How to Calculate XIRR
There are three ways to calculate XIRR:
1. Excel or Google Sheets
The practical choice for most people. Both have a native XIRR function that handles the underlying iteration automatically.
=XIRR(values, dates, [guess])
values = { -10000, -10000, -10000, 36000 }
dates = { 01/01/24, 01/04/24, 01/07/24, 31/12/24 }
=XIRR(A2:A5, B2:B5) → ~17.5%
Steps:
- List all cash flows in one column — investments as negative numbers, withdrawals as positive.
- List the corresponding dates in the adjacent column.
- Run
=XIRR(values_range, dates_range)in an empty cell.
Watch out for: Excel expects at least one negative and one positive cash flow, with dates in chronological order. A #NUM! error almost always means wrong sign convention — check that investments are negative before anything else.
2. Online XIRR Calculator
Spreadsheets work, but they require setup every time: formatting columns, getting sign conventions right, dealing with date formats. For most investors who want a quick, accurate answer, an online calculator is the faster path.
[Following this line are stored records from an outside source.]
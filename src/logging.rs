//! # Structured Logging Module
//!
//! Environment-aware structured logging that writes to the console and to a
//! JSON log file, so a long ingestion run leaves a record behind after the
//! terminal is gone.

use crate::config::ConfigManager;
use chrono::Utc;
use std::fs;
use std::path::PathBuf;
use std::process;
use std::sync::OnceLock;
use tracing_subscriber::{fmt, layer::SubscriberExt, util::SubscriberInitExt, EnvFilter, Layer};

static LOGGER_INITIALIZED: OnceLock<()> = OnceLock::new();

/// Initialize structured logging with environment-specific configuration
pub fn init_structured_logging() {
    LOGGER_INITIALIZED.get_or_init(|| {
        let environment = get_environment();
        let log_level = get_log_level(&environment);

        let log_dir = PathBuf::from("log");
        let timestamp = Utc::now().format("%Y%m%d_%H%M%S").to_string();
        let pid = process::id();
        let log_filename = format!("{environment}.{pid}.{timestamp}.log");

        let console_layer = fmt::layer()
            .with_target(true)
            .with_level(true)
            .with_ansi(true)
            .with_filter(build_filter(&log_level));

        // Console-only when the log directory cannot be created
        let file_layer = match fs::create_dir_all(&log_dir) {
            Ok(()) => {
                let file_appender = tracing_appender::rolling::never(&log_dir, &log_filename);
                let (file_writer, guard) = tracing_appender::non_blocking(file_appender);
                // Keep the writer alive for the life of the process
                std::mem::forget(guard);

                Some(
                    fmt::layer()
                        .with_writer(file_writer)
                        .with_target(true)
                        .with_level(true)
                        .with_ansi(false)
                        .json()
                        .with_filter(build_filter(&log_level)),
                )
            }
            Err(_) => None,
        };

        let subscriber = tracing_subscriber::registry()
            .with(console_layer)
            .with(file_layer);

        if subscriber.try_init().is_err() {
            tracing::debug!("Global tracing subscriber already initialized - continuing with existing subscriber");
        }

        tracing::info!(
            pid = pid,
            environment = %environment,
            log_file = %log_dir.join(&log_filename).display(),
            "Structured logging initialized"
        );
    });
}

fn build_filter(default_level: &str) -> EnvFilter {
    EnvFilter::try_from_default_env().unwrap_or_else(|_| EnvFilter::new(default_level))
}

/// Get current environment, resolved the same way as the configuration
fn get_environment() -> String {
    ConfigManager::detect_environment()
}

/// Get log level based on environment
fn get_log_level(environment: &str) -> String {
    match environment {
        "production" => "info".to_string(),
        _ => "debug".to_string(),
    }
}

/// Log pipeline stage operations (chunking, submission, ingestion)
#[macro_export]
macro_rules! log_pipeline {
    // Full form with subdirectory
    ($level:ident, $operation:expr, subdir: $subdir:expr $(, $key:ident: $value:expr)* $(,)?) => {
        tracing::$level!(
            operation = %$operation,
            subdir = %$subdir,
            $($key = ?$value,)*
            timestamp = %chrono::Utc::now().to_rfc3339(),
            "{} ({})", $operation, $subdir
        );
    };
    // Simple form - just operation
    ($level:ident, $operation:expr $(,)?) => {
        tracing::$level!(
            operation = %$operation,
            timestamp = %chrono::Utc::now().to_rfc3339(),
            "{}", $operation
        );
    };
    // Generic form with additional fields
    ($level:ident, $operation:expr, $($key:ident: $value:expr),+ $(,)?) => {
        tracing::$level!(
            operation = %$operation,
            $($key = ?$value,)*
            timestamp = %chrono::Utc::now().to_rfc3339(),
            "{}", $operation
        );
    };
}

/// Log database operations
#[macro_export]
macro_rules! log_database {
    // Simple form - just operation
    ($level:ident, $operation:expr $(,)?) => {
        tracing::$level!(
            operation = %$operation,
            timestamp = %chrono::Utc::now().to_rfc3339(),
            "{}", $operation
        );
    };
    // Generic form with additional fields
    ($level:ident, $operation:expr, $($key:ident: $value:expr),+ $(,)?) => {
        tracing::$level!(
            operation = %$operation,
            $($key = ?$value,)*
            timestamp = %chrono::Utc::now().to_rfc3339(),
            "{}", $operation
        );
    };
}

/// Log configuration operations
#[macro_export]
macro_rules! log_config {
    // Simple form - just operation
    ($level:ident, $operation:expr $(,)?) => {
        tracing::$level!(
            operation = %$operation,
            timestamp = %chrono::Utc::now().to_rfc3339(),
            "{}", $operation
        );
    };
    // Generic form with additional fields
    ($level:ident, $operation:expr, $($key:ident: $value:expr),+ $(,)?) => {
        tracing::$level!(
            operation = %$operation,
            $($key = ?$value,)*
            timestamp = %chrono::Utc::now().to_rfc3339(),
            "{}", $operation
        );
    };
}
Our Online XIRR Calculator handles the heavy lifting:
- Raw copy-paste — no reformatting needed
- Bulk import — add dozens of transactions in one go
- CSV import — export directly from Zerodha, Groww, or any AMC and upload
- Instant result — no formulas, no column setup, no sign-convention errors
If you have a mutual fund SIP running for more than a year and want your real annualised return in under a minute, that is the fastest path.
3. Manual Calculation
XIRR does not have a closed-form solution. Internally, it finds the rate r that satisfies this equation:
Σ [ CF_i / (1 + r) ^ ((d_i − d_0) / 365) ] = 0
Where:
CF_i= cash flow at period i (negative for outflows, positive for inflows)d_i= date of that cash flowd_0= date of the first cash flowr= the XIRR rate being solved for
The rate r is found by iteration using the Newton-Raphson method — making an educated guess and refining it until the equation balances. In practice this converges in 20 to 100 iterations. Understanding the mechanics once is useful. Nobody does this by hand.
Critical: investments must be entered as negative numbers (money leaving your pocket) and withdrawals as positive (money returning to you). Wrong sign convention produces a #NUM! error or a nonsensical result.
Bottom Line
The investor staring at 27% absolute returns was not wrong to feel proud. Three years of discipline is genuinely hard. But they were flying blind — no idea if they beat an FD, matched inflation, or lagged the index they tracked.
XIRR converts that ambiguity into one honest number. For SIPs and most real-world mutual fund portfolios, it is the only return metric that reflects what actually happened to your money. Once you understand why timing matters, the number becomes far easier to trust — and far harder to misread.